Во время посещения Тосканы он извлекает новые элементы из известного в немецких размышлениях старого контраста между странами севера и юга. Пресловутое формальное чувство, которым будут отмечены латинские народы, направляется размышлением о конструктивном измерении произведений искусства: чем более акцентировано это измерение, тем сильнее искусство как господство над природой; но если эта природа более теплая, буйная, как тосканский пейзаж, необходимость строить ослабевает, что придает более расслабленный, даже послушный характер архитектурной форме, а также другую связь между конструкцией и декоративными аспектами фасадов. В сжатом виде, в личной записи посетителя, мы узнаем там его размышления о барокко.
Посещение Jeu de Paume в Париже, в свою очередь, порождает серию «каракулей» об импрессионистской живописи и ее потомстве. Адорно отличает французских импрессионистов от их немецких преемников, потому что первые были сосредоточены главным образом на объектах современной жизни, а не убегали от них, чтобы искать вдали от городского пространства мирное наблюдение за попаданием естественного света в пейзаж. Импрессионизм проявляется в полную силу, когда способом живописи становится стремление еще сохранить как опыт деградировавшие элементы большого города и индустриализации. Ассоциации с их предшественниками и потомками в самой французской живописи, в сравнении яблок Мане с яблоками Сезанна., они порождают соображения о диалектике художественного прогресса. Если Мане и не соответствует материальному прогрессу, произведенному импрессионистами, он тем не менее кажется более странным и современным, чем те, кто продвигал технику вперед более последовательным и решительным образом. В своей ассоциации с разрушительным характером современности он воочию фиксирует ее сильнейшие потрясения и таким образом ставит себя рядом с Бодлером в изображении эпохи.

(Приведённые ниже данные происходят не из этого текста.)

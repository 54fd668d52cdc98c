#![forbid(unsafe_code)]

//! `session-conductor` — session task execution daemon.
//!
//! Bootstraps configuration, wires the task registry, queue store,
//! watcher hub, and execution engine together, and serves the IPC
//! observer surface until interrupted.

use std::path::PathBuf;
use std::sync::Arc;

use clap::{Parser, ValueEnum};
use tokio_util::sync::CancellationToken;
use tracing::info;
use tracing_subscriber::{fmt, EnvFilter};

use session_conductor::backend::process::ProcessBackend;
use session_conductor::config::GlobalConfig;
use session_conductor::hub::WatcherHub;
use session_conductor::ipc::{server, Services};
use session_conductor::orchestrator::{ExecutionEngine, QueueStore, TaskRegistry};
use session_conductor::{AppError, Result};

#[derive(Debug, Copy, Clone, Eq, PartialEq, ValueEnum)]
enum LogFormat {
    Text,
    Json,
}

#[derive(Debug, Parser)]
#[command(name = "session-conductor", about = "Session task execution daemon", version, long_about = None)]
struct Cli {
    /// Path to the TOML configuration file.
    #[arg(long)]
    config: PathBuf,

    /// Log output format (text or json).
    #[arg(long, value_enum, default_value_t = LogFormat::Text)]
    log_format: LogFormat,
}

fn main() -> Result<()> {
    let args = Cli::parse();
    init_tracing(args.log_format)?;
    info!("session-conductor bootstrap");

    tokio::runtime::Builder::new_multi_thread()
        .enable_all()
        .build()
        .map_err(|err| AppError::Config(format!("failed to build tokio runtime: {err}")))?
        .block_on(run(args))
}

async fn run(args: Cli) -> Result<()> {
    // ── Load configuration ──────────────────────────────
    let config_text = std::fs::read_to_string(&args.config)
        .map_err(|err| AppError::Config(format!("cannot read config: {err}")))?;
    let config = GlobalConfig::from_toml_str(&config_text)?;
    info!("configuration loaded");

    // ── Build shared services ───────────────────────────
    let registry = Arc::new(TaskRegistry::new());
    let queue = Arc::new(QueueStore::new());
    let hub = Arc::new(WatcherHub::new());
    let backend = Arc::new(ProcessBackend::new(config.backend.clone()));
    let engine = Arc::new(ExecutionEngine::new(
        Arc::clone(&registry),
        Arc::clone(&queue),
        Arc::clone(&hub),
        backend,
    ));

    let services = Arc::new(Services {
        registry,
        queue,
        hub,
        engine,
    });

    // ── Start IPC server ────────────────────────────────
    let ct = CancellationToken::new();
    let ipc_handle = server::spawn_ipc_server(services, config.ipc_name.clone(), ct.clone())?;

    // ── Wait for shutdown signal ────────────────────────
    tokio::signal::ctrl_c()
        .await
        .map_err(|err| AppError::Io(format!("failed to listen for ctrl-c: {err}")))?;
    info!("shutdown signal received");

    ct.cancel();
    let _ = ipc_handle.await;
    info!("session-conductor stopped");
    Ok(())
}

/// Initialise the tracing subscriber with the requested output format.
fn init_tracing(format: LogFormat) -> Result<()> {
    let filter = EnvFilter::try_from_default_env().unwrap_or_else(|_| EnvFilter::new("info"));
    let builder = fmt().with_env_filter(filter);

    let result = match format {
        LogFormat::Text => builder.try_init(),
        LogFormat::Json => builder.json().try_init(),
    };

    result.map_err(|err| AppError::Config(format!("failed to initialise tracing: {err}")))
}
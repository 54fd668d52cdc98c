//! Watcher hub: tracks which observer connections are attached to which
//! session and delivers targeted and fan-out notifications.
//!
//! Connections register once (receiving a [`ConnectionId`] and handing
//! over the sending half of their event channel) and may watch at most
//! one session at a time; watching a new session implicitly unwatches the
//! previous one. Delivery is non-blocking: events to closed or absent
//! connections are dropped silently, which also covers the `None` origin
//! of queue-driven runs.

use std::collections::HashMap;
use std::fmt::{Display, Formatter};
use std::sync::Mutex;

use tokio::sync::mpsc;
use tracing::debug;
use uuid::Uuid;

use crate::models::event::SessionEvent;

/// Opaque identifier for one observer connection.
#[derive(Debug, Clone, Copy, PartialEq, Eq, Hash)]
pub struct ConnectionId(Uuid);

impl ConnectionId {
    /// Generate a fresh connection identifier.
    #[must_use]
    pub fn new() -> Self {
        Self(Uuid::new_v4())
    }
}

impl Default for ConnectionId {
    fn default() -> Self {
        Self::new()
    }
}

impl Display for ConnectionId {
    fn fmt(&self, f: &mut Formatter<'_>) -> std::fmt::Result {
        self.0.fmt(f)
    }
}

/// Interior state guarded by one mutex.
///
/// The lock is never held across an await point; all delivery goes
/// through unbounded senders, which never block.
#[derive(Debug, Default)]
struct HubState {
    /// Sending half of each registered connection's event channel.
    senders: HashMap<ConnectionId, mpsc::UnboundedSender<SessionEvent>>,
    /// Watchers per session, in attach order.
    watchers: HashMap<String, Vec<ConnectionId>>,
    /// Which session each connection currently watches.
    watching: HashMap<ConnectionId, String>,
}

/// Process-wide watcher registry and event fan-out.
#[derive(Debug, Default)]
pub struct WatcherHub {
    state: Mutex<HubState>,
}

impl WatcherHub {
    /// Construct an empty hub.
    #[must_use]
    pub fn new() -> Self {
        Self::default()
    }

    /// Register a connection, taking ownership of its event sender.
    #[must_use]
    pub fn register(&self, sender: mpsc::UnboundedSender<SessionEvent>) -> ConnectionId {
        let id = ConnectionId::new();
        if let Ok(mut state) = self.state.lock() {
            state.senders.insert(id, sender);
        }
        debug!(connection_id = %id, "connection registered");
        id
    }

    /// Deregister a terminated connection, unwatching whatever it watched.
    pub fn deregister(&self, connection: ConnectionId) {
        if let Ok(mut state) = self.state.lock() {
            Self::detach(&mut state, connection);
            state.senders.remove(&connection);
        }
        debug!(connection_id = %connection, "connection deregistered");
    }

    /// Attach `connection` to `session_id`, implicitly unwatching any
    /// previously watched session.
    ///
    /// When the session gains a second watcher, every watcher is notified
    /// that the session is now shared.
    pub fn watch(&self, session_id: &str, connection: ConnectionId) {
        let Ok(mut state) = self.state.lock() else {
            return;
        };

        if state.watching.get(&connection).map(String::as_str) == Some(session_id) {
            return;
        }

        Self::detach(&mut state, connection);

        state.watching.insert(connection, session_id.to_owned());
        let watchers = state.watchers.entry(session_id.to_owned()).or_default();
        watchers.push(connection);
        let count = watchers.len();

        debug!(connection_id = %connection, session_id, count, "watcher attached");

        if count == 2 {
            Self::notify_shared(&state, session_id, true);
        }
    }

    /// Detach `connection` from `session_id` if it is currently watching it.
    pub fn unwatch(&self, session_id: &str, connection: ConnectionId) {
        let Ok(mut state) = self.state.lock() else {
            return;
        };
        if state.watching.get(&connection).map(String::as_str) == Some(session_id) {
            Self::detach(&mut state, connection);
        }
    }

    /// Detach `connection` from whatever session it watches.
    pub fn unwatch_all(&self, connection: ConnectionId) {
        if let Ok(mut state) = self.state.lock() {
            Self::detach(&mut state, connection);
        }
    }

    /// Deliver `event` to exactly one connection.
    ///
    /// Silently a no-op when `target` is `None`, unknown, or closed —
    /// queue-driven runs broadcast with no origin and must not fail here.
    pub fn send(&self, target: Option<ConnectionId>, event: &SessionEvent) {
        let Some(connection) = target else {
            return;
        };
        if let Ok(state) = self.state.lock() {
            if let Some(sender) = state.senders.get(&connection) {
                let _ = sender.send(event.clone());
            }
        }
    }

    /// Deliver `event` to every watcher of `session_id`, except `exclude`.
    pub fn broadcast(&self, session_id: &str, event: &SessionEvent, exclude: Option<ConnectionId>) {
        let Ok(state) = self.state.lock() else {
            return;
        };
        let Some(watchers) = state.watchers.get(session_id) else {
            return;
        };
        for connection in watchers {
            if Some(*connection) == exclude {
                continue;
            }
            if let Some(sender) = state.senders.get(connection) {
                let _ = sender.send(event.clone());
            }
        }
    }

    /// Number of watchers currently attached to `session_id`.
    #[must_use]
    pub fn watcher_count(&self, session_id: &str) -> usize {
        self.state
            .lock()
            .map_or(0, |state| state.watchers.get(session_id).map_or(0, Vec::len))
    }

    /// Remove `connection` from its watched session, emitting the
    /// no-longer-shared notification when exactly one watcher remains.
    fn detach(state: &mut HubState, connection: ConnectionId) {
        let Some(session_id) = state.watching.remove(&connection) else {
            return;
        };

        let remaining = if let Some(watchers) = state.watchers.get_mut(&session_id) {
            watchers.retain(|c| *c != connection);
            watchers.len()
        } else {
            0
        };

        if remaining == 0 {
            state.watchers.remove(&session_id);
        } else if remaining == 1 {
            Self::notify_shared(state, &session_id, false);
        }

        debug!(connection_id = %connection, session_id, remaining, "watcher detached");
    }

    /// Send a `session_shared` notification to every watcher of `session_id`.
    fn notify_shared(state: &HubState, session_id: &str, is_shared: bool) {
        let Some(watchers) = state.watchers.get(session_id) else {
            return;
        };
        let event = SessionEvent::SessionShared {
            session_id: session_id.to_owned(),
            is_shared,
        };
        for connection in watchers {
            if let Some(sender) = state.senders.get(connection) {
                let _ = sender.send(event.clone());
            }
        }
    }
}
#![forbid(unsafe_code)]

//! Session task execution core.
//!
//! Accepts prompts addressed to logical conversation sessions, guarantees
//! at most one run executes per session at a time, queues prompts that
//! arrive while a session is busy, and fans streamed execution events out
//! to every watcher of the session.

pub mod backend;
pub mod config;
pub mod errors;
pub mod hub;
pub mod ipc;
pub mod models;
pub mod orchestrator;

pub use config::GlobalConfig;
pub use errors::{AppError, Result};
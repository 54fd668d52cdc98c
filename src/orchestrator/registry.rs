//! Task registry: per-session execution state and cancellation handles.
//!
//! One lazily created, never-deleted [`TaskRecord`] per session. All
//! status mutation funnels through this registry, and the single-flight
//! invariant is enforced by [`TaskRegistry::begin_run`], which checks and
//! transitions under one lock so two submitters cannot interleave
//! between the check and the transition.

use std::collections::HashMap;
use std::sync::Mutex;

use chrono::{DateTime, Duration, Utc};
use tokio_util::sync::CancellationToken;
use tracing::debug;

use crate::models::task::{TaskRecord, TaskStatus};

/// Elapsed running time after which a task is considered stale: 30 minutes.
pub const STALE_AFTER_MINUTES: i64 = 30;

/// Process-wide registry of per-session task records.
#[derive(Debug, Default)]
pub struct TaskRegistry {
    tasks: Mutex<HashMap<String, TaskRecord>>,
}

impl TaskRegistry {
    /// Construct an empty registry.
    #[must_use]
    pub fn new() -> Self {
        Self::default()
    }

    /// Return a snapshot of the session's task record, creating an idle
    /// record if none exists. Never fails.
    #[must_use]
    pub fn get_or_create(&self, session_id: &str) -> TaskRecord {
        let Ok(mut tasks) = self.tasks.lock() else {
            return TaskRecord::new(session_id.to_owned());
        };
        tasks
            .entry(session_id.to_owned())
            .or_insert_with(|| TaskRecord::new(session_id.to_owned()))
            .clone()
    }

    /// Transition the session's task to `status`.
    ///
    /// For [`TaskStatus::Running`] the cancellation `handle` is stored and
    /// `started_at` is stamped; for every other status the stored handle is
    /// cleared. This is the only mutator of task status.
    pub fn transition(&self, session_id: &str, status: TaskStatus, handle: Option<CancellationToken>) {
        let Ok(mut tasks) = self.tasks.lock() else {
            return;
        };
        let record = tasks
            .entry(session_id.to_owned())
            .or_insert_with(|| TaskRecord::new(session_id.to_owned()));

        record.status = status;
        if status == TaskStatus::Running {
            record.cancel = handle;
            record.started_at = Some(Utc::now());
        } else {
            record.cancel = None;
        }
        debug!(session_id, ?status, "task transition");
    }

    /// Atomically start a run: returns `false` without mutating anything
    /// when the session already has a running task, otherwise transitions
    /// to [`TaskStatus::Running`] with `handle` stored.
    #[must_use]
    pub fn begin_run(&self, session_id: &str, handle: CancellationToken) -> bool {
        let Ok(mut tasks) = self.tasks.lock() else {
            return false;
        };
        let record = tasks
            .entry(session_id.to_owned())
            .or_insert_with(|| TaskRecord::new(session_id.to_owned()));

        if record.status == TaskStatus::Running {
            return false;
        }

        record.status = TaskStatus::Running;
        record.cancel = Some(handle);
        record.started_at = Some(Utc::now());
        debug!(session_id, "run started");
        true
    }

    /// Whether the session currently has a running task.
    #[must_use]
    pub fn is_running(&self, session_id: &str) -> bool {
        self.tasks.lock().map_or(false, |tasks| {
            tasks
                .get(session_id)
                .is_some_and(|record| record.status == TaskStatus::Running)
        })
    }

    /// Cancel the session's running task.
    ///
    /// Invokes the stored cancellation handle and transitions to
    /// [`TaskStatus::Cancelled`]. Returns `false` when nothing was running.
    #[must_use]
    pub fn cancel(&self, session_id: &str) -> bool {
        let Ok(mut tasks) = self.tasks.lock() else {
            return false;
        };
        let Some(record) = tasks.get_mut(session_id) else {
            return false;
        };
        if record.status != TaskStatus::Running {
            return false;
        }

        if let Some(handle) = record.cancel.take() {
            handle.cancel();
        }
        record.status = TaskStatus::Cancelled;
        debug!(session_id, "run cancelled");
        true
    }

    /// Stamp `last_event_at` on the session's record.
    pub fn touch(&self, session_id: &str) {
        if let Ok(mut tasks) = self.tasks.lock() {
            if let Some(record) = tasks.get_mut(session_id) {
                record.last_event_at = Some(Utc::now());
            }
        }
    }

    /// Check for staleness and repair to `Idle` in one step.
    ///
    /// Returns `true` when the record was stale and has been reset, so the
    /// caller emits exactly one corrective broadcast even when two
    /// observers access the session at the same moment.
    #[must_use]
    pub fn repair_stale(&self, session_id: &str, now: DateTime<Utc>) -> bool {
        let Ok(mut tasks) = self.tasks.lock() else {
            return false;
        };
        let Some(record) = tasks.get_mut(session_id) else {
            return false;
        };
        if !Self::is_stale(record, now) {
            return false;
        }

        record.status = TaskStatus::Idle;
        record.cancel = None;
        debug!(session_id, "stale task repaired to idle");
        true
    }

    /// Whether a task record looks abandoned.
    ///
    /// True when the status is `Running` and either the cancellation handle
    /// is absent (a restart artifact: in-memory handles are wiped while the
    /// stale status stays visible to reconnecting observers) or the run has
    /// been in flight longer than [`STALE_AFTER_MINUTES`].
    #[must_use]
    pub fn is_stale(record: &TaskRecord, now: DateTime<Utc>) -> bool {
        if record.status != TaskStatus::Running {
            return false;
        }
        if record.cancel.is_none() {
            return true;
        }
        match record.started_at {
            Some(started_at) => now - started_at > Duration::minutes(STALE_AFTER_MINUTES),
            None => true,
        }
    }
}
//! Per-session task record and lifecycle status.

use chrono::{DateTime, Utc};
use serde::{Deserialize, Serialize};
use tokio_util::sync::CancellationToken;

/// Lifecycle status for a session's task slot.
#[derive(Debug, Clone, Copy, Serialize, Deserialize, PartialEq, Eq)]
#[serde(rename_all = "snake_case")]
pub enum TaskStatus {
    /// No run in flight; the session will execute the next prompt directly.
    Idle,
    /// A run is currently consuming the backend stream.
    Running,
    /// The last run observed the backend's success marker.
    Completed,
    /// The last run ended in a structured error marker or a stream fault.
    Error,
    /// The last run was cancelled by the user; the queue is paused.
    Cancelled,
}

impl TaskStatus {
    /// Whether this status is terminal (no run in flight).
    #[must_use]
    pub fn is_terminal(self) -> bool {
        matches!(self, Self::Completed | Self::Error | Self::Cancelled)
    }
}

/// Execution-state record for one session.
///
/// One logical slot per session: created lazily on first access and never
/// deleted, only transitioned. The cancellation handle is present exactly
/// while the status is [`TaskStatus::Running`].
#[derive(Debug, Clone)]
pub struct TaskRecord {
    /// Session this record belongs to.
    pub session_id: String,
    /// Current lifecycle status.
    pub status: TaskStatus,
    /// Cooperative cancellation handle for the in-flight run.
    pub cancel: Option<CancellationToken>,
    /// Timestamp of the transition into `Running`.
    pub started_at: Option<DateTime<Utc>>,
    /// Timestamp of the most recent streamed event.
    pub last_event_at: Option<DateTime<Utc>>,
}

impl TaskRecord {
    /// Construct a fresh idle record for `session_id`.
    #[must_use]
    pub fn new(session_id: String) -> Self {
        Self {
            session_id,
            status: TaskStatus::Idle,
            cancel: None,
            started_at: None,
            last_event_at: None,
        }
    }
}
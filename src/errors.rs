//! Error types shared across the application.

use std::fmt::{Display, Formatter};

/// Shared application result type.
pub type Result<T> = std::result::Result<T, AppError>;

/// Application error enumeration covering all domain failure modes.
#[derive(Debug, Clone)]
pub enum AppError {
    /// Configuration parsing or validation failure.
    Config(String),
    /// Prompt failed boundary validation (empty or whitespace-only).
    Validation(String),
    /// Session queue is at capacity; no item was created.
    QueueFull(String),
    /// Backend process spawn, framing, or stream failure.
    Backend(String),
    /// IPC communication failure.
    Ipc(String),
    /// Requested entity does not exist.
    NotFound(String),
    /// File-system or I/O operation failure.
    Io(String),
}

impl Display for AppError {
    fn fmt(&self, f: &mut Formatter<'_>) -> std::fmt::Result {
        match self {
            Self::Config(msg) => write!(f, "config: {msg}"),
            Self::Validation(msg) => write!(f, "validation: {msg}"),
            Self::QueueFull(msg) => write!(f, "queue full: {msg}"),
            Self::Backend(msg) => write!(f, "backend: {msg}"),
            Self::Ipc(msg) => write!(f, "ipc: {msg}"),
            Self::NotFound(msg) => write!(f, "not found: {msg}"),
            Self::Io(msg) => write!(f, "io: {msg}"),
        }
    }
}

impl std::error::Error for AppError {}

impl From<toml::de::Error> for AppError {
    fn from(err: toml::de::Error) -> Self {
        Self::Config(format!("invalid config: {err}"))
    }
}

impl From<std::io::Error> for AppError {
    fn from(err: std::io::Error) -> Self {
        Self::Io(err.to_string())
    }
}
//! Local IPC surface through which observers attach to sessions.

pub mod server;

use std::sync::Arc;

use crate::hub::WatcherHub;
use crate::orchestrator::engine::ExecutionEngine;
use crate::orchestrator::queue_store::QueueStore;
use crate::orchestrator::registry::TaskRegistry;

/// Process-wide services shared by every IPC connection.
pub struct Services {
    /// Per-session task state.
    pub registry: Arc<TaskRegistry>,
    /// Per-session prompt backlogs.
    pub queue: Arc<QueueStore>,
    /// Watcher registry and event fan-out.
    pub hub: Arc<WatcherHub>,
    /// Single-flight prompt execution.
    pub engine: Arc<ExecutionEngine>,
}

Как видно, модерн в искусстве не сводится к техническому прогрессу. С другой стороны, как предполагает Адорно, подчеркивая превосходство песен Равеля по сравнению с самыми передовыми художественными средствами квартета Бартока, качество антецедента не превалировало бы, если бы материал не развивался. Наконец, в еще одном диалектическом переворачивании аргумента Адорно, оглядываясь на Пикассо, задается вопросом, не скрывает ли эта идея о том, что лучшее из искусства — это то, что сохраняется с течением времени, метафизическое — и консервативное — желание, чтобы произведения, наконец, пережили смерть. момент, который сделал их современными. Столь же диалектично его пренебрежительное отношение к плакатам Тулуз-Лотрека: функциональное искусство, которое делает себя великим и тем самым побеждает пропаганду, в конце концов становится, вопреки своим намерениям, на службу пропаганде.
Если каждая комната в парижском музее способна породить «экстравагантные идеи» философа, очень мало писавшего о живописи, то отсылки к другим искусствам пронизывают и другие воспоминания Адорно, как в «Дважды Чаплине», кратком эссе на две половины. в котором он рассказывает о «привилегии» того, что ему подражал Чаплин в Калифорнии даже во время изгнания. Мнения о режиссере здесь гораздо более благоприятны, чем те, которые изложены в письмах к Бенджамину в 1930-е годы. клоун, Адорно идентифицирует диалектику юмора и ужаса, которую он подробно описал в своем исследовании Беккета.
Кроме того, он включает размышления о кино и культурной индустрии, разумно отличающиеся от представленных в Диалектика Просвещения. Резюмируя центральные тезисы этой книги в «резюме о культурной индустрии» и рассматривая их в свете послевоенного кино в «Film Transparency», выделяются две темы: осведомленность потребителей о продуктах культурной индустрии и рассмотрение кино как искусства, возможность, исключенная в написанной книге в четыре руки с Максом Хоркхаймер. Если Адорно действительно предлагает переоценку своих прежних гипотез, ему явно благоприятствовало появление нового немецкого кино в 1960-х годах, которое получило большой импульс в Оберхаузенском манифесте 1962 года. Именно оттуда появляются Фолькер Шлендорф и Райнер Вернер Фассбиндер, Вернер Херцог и Александр Клюге, последний из самых красноречивых режиссеров и интеллектуалов движения, близкий друг Адорно и, вероятно, ответственный за стимулирование размышлений, представленных в «Transparências». дофильм».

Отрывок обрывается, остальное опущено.